Counselors see dozens of families and couples come into their office looking to make changes in their lives. With a little advice and guidance, most clients leave with a new sense of achievement and appreciation for their family. There are, however, occasions where certain factors have altered the course of treatment, and counseling is no longer as successful as it should be. Here are some factors that may get in the way of your progress.

Addictions: An addiction is a negative way to reach happiness. The feeling you get from your addiction is only masked as pleasurable, and will not last. Soon, you will find that you need more and more of the substance or feeling to reach levels of enjoyment, until your cravings become a major part of your life. When you are a part of a marriage or family, your addiction not only hurts you, but those who love you as well. If addiction is suspected to be a problem, often a marriage therapist will refer you to another specialist who is qualified to help you cope with your dependence. If you are keeping your addiction a secret however, then it is directly affecting your ability to be honest and open with your partner, which is, again, the main focus of any counseling.

Untreated depression: Sometimes biological factors are keeping you or your spouse from fully enjoying your marriage. If you find that you are always tired, moody, sad or sullen, then you may be suffering from depression. Depression is a treatable condition that affects millions of people, but it can be treated. Many times, once depression is addressed and alleviated, you will in effect see an improvement in your marriage as well. If you or your marriage therapist suspects depression may be an issue, a second therapist can be recommended who is better suited to be of service to you.

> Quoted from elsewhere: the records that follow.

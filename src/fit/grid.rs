//! Exhaustive grid-search initialization.
//!
//! For a designer-configured subset of parameters, every combination of the
//! candidate value lists is evaluated per voxel and the minimal-SSR
//! combination becomes the Levenberg-Marquardt starting point. Non-grid
//! parameters keep their current initialization value.
//!
//! Why grid search?
//! - it avoids the local minima a gradient refinement can fall into when the
//!   default initialization is far from the truth
//! - it is deterministic given the same candidate lists
//! - the combination count is bounded at descriptor build time, so the
//!   O(combinations x measurements) cost per voxel stays predictable

use rayon::prelude::*;

use crate::domain::GridSpec;
use crate::model::capability::{SignalModel, sum_squared_residuals};
use crate::model::descriptor::ModelDescriptor;
use crate::store::parameters::ActivePartition;

/// Number of combinations a grid spec enumerates.
pub fn combination_count(grid: &GridSpec) -> usize {
    grid.values.iter().map(|v| v.len()).product()
}

/// Write combination `index` into the grid parameters of `p`
/// (first listed parameter varies fastest).
pub fn set_combination(grid: &GridSpec, index: usize, p: &mut [f64]) {
    let mut rest = index;
    for (k, &idx) in grid.params.iter().enumerate() {
        let list = &grid.values[k];
        p[idx] = list[rest % list.len()];
        rest /= list.len();
    }
}

/// Optional coarse initializer producing LM starting points.
pub struct GridSearch<'a, M: SignalModel> {
    model: &'a M,
    descriptor: &'a ModelDescriptor,
}

impl<'a, M: SignalModel> GridSearch<'a, M> {
    pub fn new(model: &'a M, descriptor: &'a ModelDescriptor) -> Self {
        Self { model, descriptor }
    }

    /// Seed every voxel lane of the partition with its best grid combination.
    /// No-op when the descriptor has no grid spec.
    pub fn run(&self, part: &mut ActivePartition<'_>) {
        let Some(grid) = self.descriptor.grid() else {
            return;
        };
        let ncombos = combination_count(grid);
        let nparams = part.nparams;
        let nmeas = part.nmeas;
        let fp_stride = part.fp_stride;
        let cfp_stride = part.cfp_stride;
        let meas = part.meas;
        let fp = part.fp;
        let cfp = part.cfp;

        part.params
            .par_chunks_mut(nparams)
            .enumerate()
            .for_each(|(v, p)| {
                let meas_row = &meas[v * nmeas..(v + 1) * nmeas];
                let fp_row = &fp[v * fp_stride..(v + 1) * fp_stride];

                let mut candidate = p.to_vec();
                let mut best_ssr = f64::INFINITY;
                let mut best_index = 0usize;
                for c in 0..ncombos {
                    set_combination(grid, c, &mut candidate);
                    let ssr = sum_squared_residuals(
                        self.model, &candidate, meas_row, cfp, cfp_stride, fp_row,
                    );
                    // Strict < keeps the lowest combination index on ties.
                    if ssr < best_ssr {
                        best_ssr = ssr;
                        best_index = c;
                    }
                }
                if best_ssr.is_finite() {
                    set_combination(grid, best_index, p);
                }
            });
    }
}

An uncooperative spouse: Just like marriage, counseling can only be beneficial if both spouses are working at improving. You can’t sustain a marriage if one person is doing all the work, while the other sits to the side and tries to reap the benefits. While it is usually one spouse who encourages the other to come to a counselor, if one spouse completely refuses to participate or open up, then counseling will be ineffective. Each spouse needs to give at least a little to see any improvement.

Secrets: The key to a successful marital or family counseling session is open and honest communication. Therapy is your chance to express everything you have been feeling. If you are holding back or lying to your therapist and your loved ones, then you are jeopardizing its effectiveness. Marriage, and especially therapy, won’t work if you are consistently harboring unspoken feelings or desires.

Negative attitude: It is no secret that counseling can help you achieve a new level of happiness, but only if you’re open to it. If you are working harder at convincing yourself that your therapist can’t help you at improving your marriage, then all of your misguided efforts will only work against you.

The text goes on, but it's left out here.